(Dataset entries)
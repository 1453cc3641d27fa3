// src/tools.rs
//! One-shot account commands. Every account runs concurrently and a failure on
//! one of them is logged without stopping the others.
use crate::cli::Command;
use crate::config::{AccountConfig, AppConfig};
use crate::connectors::aster::AsterClient;
use crate::connectors::error::GatewayResult;
use crate::connectors::traits::ExchangeGateway;
use crate::core::cost::{daily_cost, CostScope};
use anyhow::{Context, Result};
use chrono::{Duration as ChronoDuration, Local, Utc};
use futures::future::join_all;
use rust_decimal::Decimal;
use tracing::{error, info};

pub async fn run(command: Command, config: &AppConfig) -> Result<()> {
    let jobs = config.accounts.iter().map(|account| async move {
        let name = account.label();
        if let Err(e) = run_for_account(command, config, account).await {
            error!("{}: {:#}", name, e);
        }
    });
    join_all(jobs).await;
    Ok(())
}

async fn run_for_account(command: Command, config: &AppConfig, account: &AccountConfig) -> Result<()> {
    let name = account.label();
    let client = AsterClient::new(account, &config.exchange)
        .with_context(|| format!("failed to build client for {}", name))?;

    match command {
        Command::Init => init_account(&name, &client, config, account.cost_per_day).await,
        Command::Balance => report_balance(&name, &client).await,
        Command::Volume => {
            let symbols = if config.tools.volume_symbols.is_empty() {
                &config.trading.symbols
            } else {
                &config.tools.volume_symbols
            };
            let end = Utc::now().timestamp_millis();
            let start = end - ChronoDuration::days(config.tools.volume_lookback_days).num_milliseconds();
            let report = traded_volume(&client, symbols, start, end).await?;
            println!(
                "{} volume={} commission={} trades={}",
                name, report.volume, report.commission, report.trades
            );
            Ok(())
        }
        Command::Run => Ok(()),
    }
}

/// Logs today's cost, sets leverage on every traded symbol and switches the
/// margin mode. The margin switch fails harmlessly when it is already set.
pub async fn init_account<G: ExchangeGateway + ?Sized>(
    name: &str,
    gateway: &G,
    config: &AppConfig,
    budget: Decimal,
) -> Result<()> {
    let scope = CostScope::new(&config.cost, &config.trading.symbols, &config.trading.quote_asset);
    let state = daily_cost(gateway, &config.cost, &scope, budget, Local::now()).await?;
    info!("{} cost: {} budget: {}", name, state.cost, state.budget);

    let mut symbols = config.trading.symbols.clone();
    symbols.sort();
    symbols.dedup();
    for symbol in &symbols {
        gateway
            .change_leverage(symbol, config.tools.leverage)
            .await
            .with_context(|| format!("failed to set leverage on {}", symbol))?;
        info!("{} {} leverage set to {}", name, symbol, config.tools.leverage);
    }

    if let Err(e) = gateway
        .set_multi_assets_margin(config.tools.multi_assets_margin)
        .await
    {
        error!("{} {}", name, e);
    }
    Ok(())
}

pub async fn report_balance<G: ExchangeGateway + ?Sized>(name: &str, gateway: &G) -> Result<()> {
    let snapshot = gateway.account_snapshot().await?;
    for asset in snapshot.assets.iter().filter(|a| !a.wallet_balance.is_zero()) {
        info!(
            "{}: {} wallet={} available={}",
            name, asset.asset, asset.wallet_balance, asset.available_balance
        );
    }
    for position in snapshot.open_positions() {
        info!(
            "{}: position {} amount={} notional={}",
            name, position.symbol, position.amount, position.notional
        );
    }
    Ok(())
}

#[derive(Debug, Default, PartialEq)]
pub struct VolumeReport {
    pub volume: Decimal,
    pub commission: Decimal,
    pub trades: usize,
}

/// Sum of quote-currency trade value across `symbols` in `[start_ms, end_ms]`.
pub async fn traded_volume<G: ExchangeGateway + ?Sized>(
    gateway: &G,
    symbols: &[String],
    start_ms: i64,
    end_ms: i64,
) -> GatewayResult<VolumeReport> {
    let mut report = VolumeReport::default();
    for symbol in symbols {
        for trade in gateway.account_trades(symbol, start_ms, end_ms).await? {
            report.volume += trade.quote_qty;
            report.commission += trade.commission;
            report.trades += 1;
        }
    }
    Ok(report)
}
// src/cli.rs
use clap::{Parser, Subcommand};

#[derive(Debug, Parser)]
#[command(name = "aster_volume", version, about = "Self-matching volume bot for Aster futures")]
pub struct Cli {
    /// Configuration file, with or without extension.
    #[arg(short, long, default_value = "config")]
    pub config: String,

    #[command(subcommand)]
    pub command: Option<Command>,
}

#[derive(Debug, Clone, Copy, PartialEq, Eq, Subcommand)]
pub enum Command {
    /// Run the trading loops (default).
    Run,
    /// Set leverage and margin mode on every account, and report today's cost.
    Init,
    /// Print balances and open positions of every account.
    Balance,
    /// Print traded volume per account over the configured lookback.
    Volume,
}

WHAT YOU ARE ASKED TO DO:
Your answer should consist of every record, printed exactly as given.

RESPONSE TO THIS EXERCISE:
repository 1453cc3641d27fa3
// src/tools.rs
//! One-shot account commands. Every account runs concurrently and a failure on
//! one of them is logged without stopping the others.
use crate::cli::Command;
use crate::config::{AccountConfig, AppConfig};
use crate::connectors::aster::AsterClient;
use crate::connectors::error::GatewayResult;
use crate::connectors::traits::ExchangeGateway;
use crate::core::cost::{daily_cost, CostScope};
use anyhow::{Context, Result};
use chrono::{Duration as ChronoDuration, Local, Utc};
use futures::future::join_all;
use rust_decimal::Decimal;
use tracing::{error, info};

pub async fn run(command: Command, config: &AppConfig) -> Result<()> {
    let jobs = config.accounts.iter().map(|account| async move {
        let name = account.label();
        if let Err(e) = run_for_account(command, config, account).await {
            error!("{}: {:#}", name, e);
        }
    });
    join_all(jobs).await;
    Ok(())
}

async fn run_for_account(command: Command, config: &AppConfig, account: &AccountConfig) -> Result<()> {
    let name = account.label();
    let client = AsterClient::new(account, &config.exchange)
        .with_context(|| format!("failed to build client for {}", name))?;

    match command {
        Command::Init => init_account(&name, &client, config, account.cost_per_day).await,
        Command::Balance => report_balance(&name, &client).await,
        Command::Volume => {
            let symbols = if config.tools.volume_symbols.is_empty() {
                &config.trading.symbols
            } else {
                &config.tools.volume_symbols
            };
            let end = Utc::now().timestamp_millis();
            let start = end - ChronoDuration::days(config.tools.volume_lookback_days).num_milliseconds();
            let report = traded_volume(&client, symbols, start, end).await?;
            println!(
                "{} volume={} commission={} trades={}",
                name, report.volume, report.commission, report.trades
            );
            Ok(())
        }
        Command::Run => Ok(()),
    }
}

/// Logs today's cost, sets leverage on every traded symbol and switches the
/// margin mode. The margin switch fails harmlessly when it is already set.
pub async fn init_account<G: ExchangeGateway + ?Sized>(
    name: &str,
    gateway: &G,
    config: &AppConfig,
    budget: Decimal,
) -> Result<()> {
    let scope = CostScope::new(&config.cost, &config.trading.symbols, &config.trading.quote_asset);
    let state = daily_cost(gateway, &config.cost, &scope, budget, Local::now()).await?;
    info!("{} cost: {} budget: {}", name, state.cost, state.budget);

    let mut symbols = config.trading.symbols.clone();
    symbols.sort();
    symbols.dedup();
    for symbol in &symbols {
        gateway
            .change_leverage(symbol, config.tools.leverage)
            .await
            .with_context(|| format!("failed to set leverage on {}", symbol))?;
        info!("{} {} leverage set to {}", name, symbol, config.tools.leverage);
    }

    if let Err(e) = gateway
        .set_multi_assets_margin(config.tools.multi_assets_margin)
        .await
    {
        error!("{} {}", name, e);
    }
    Ok(())
}

pub async fn report_balance<G: ExchangeGateway + ?Sized>(name: &str, gateway: &G) -> Result<()> {
    let snapshot = gateway.account_snapshot().await?;
    for asset in snapshot.assets.iter().filter(|a| !a.wallet_balance.is_zero()) {
        info!(
            "{}: {} wallet={} available={}",
            name, asset.asset, asset.wallet_balance, asset.available_balance
        );
    }
    for position in snapshot.open_positions() {
        info!(
            "{}: position {} amount={} notional={}",
            name, position.symbol, position.amount, position.notional
        );
    }
    Ok(())
}

#[derive(Debug, Default, PartialEq)]
pub struct VolumeReport {
    pub volume: Decimal,
    pub commission: Decimal,
    pub trades: usize,
}

/// Sum of quote-currency trade value across `symbols` in `[start_ms, end_ms]`.
pub async fn traded_volume<G: ExchangeGateway + ?Sized>(
    gateway: &G,
    symbols: &[String],
    start_ms: i64,
    end_ms: i64,
) -> GatewayResult<VolumeReport> {
    let mut report = VolumeReport::default();
    for symbol in symbols {
        for trade in gateway.account_trades(symbol, start_ms, end_ms).await? {
            report.volume += trade.quote_qty;
            report.commission += trade.commission;
            report.trades += 1;
        }
    }
    Ok(report)
}
// src/cli.rs
use clap::{Parser, Subcommand};

#[derive(Debug, Parser)]
#[command(name = "aster_volume", version, about = "Self-matching volume bot for Aster futures")]
pub struct Cli {
    /// Configuration file, with or without extension.
    #[arg(short, long, default_value = "config")]
    pub config: String,

    #[command(subcommand)]
    pub command: Option<Command>,
}

#[derive(Debug, Clone, Copy, PartialEq, Eq, Subcommand)]
pub enum Command {
    /// Run the trading loops (default).
    Run,
    /// Set leverage and margin mode on every account, and report today's cost.
    Init,
    /// Print balances and open positions of every account.
    Balance,
    /// Print traded volume per account over the configured lookback.
    Volume,
}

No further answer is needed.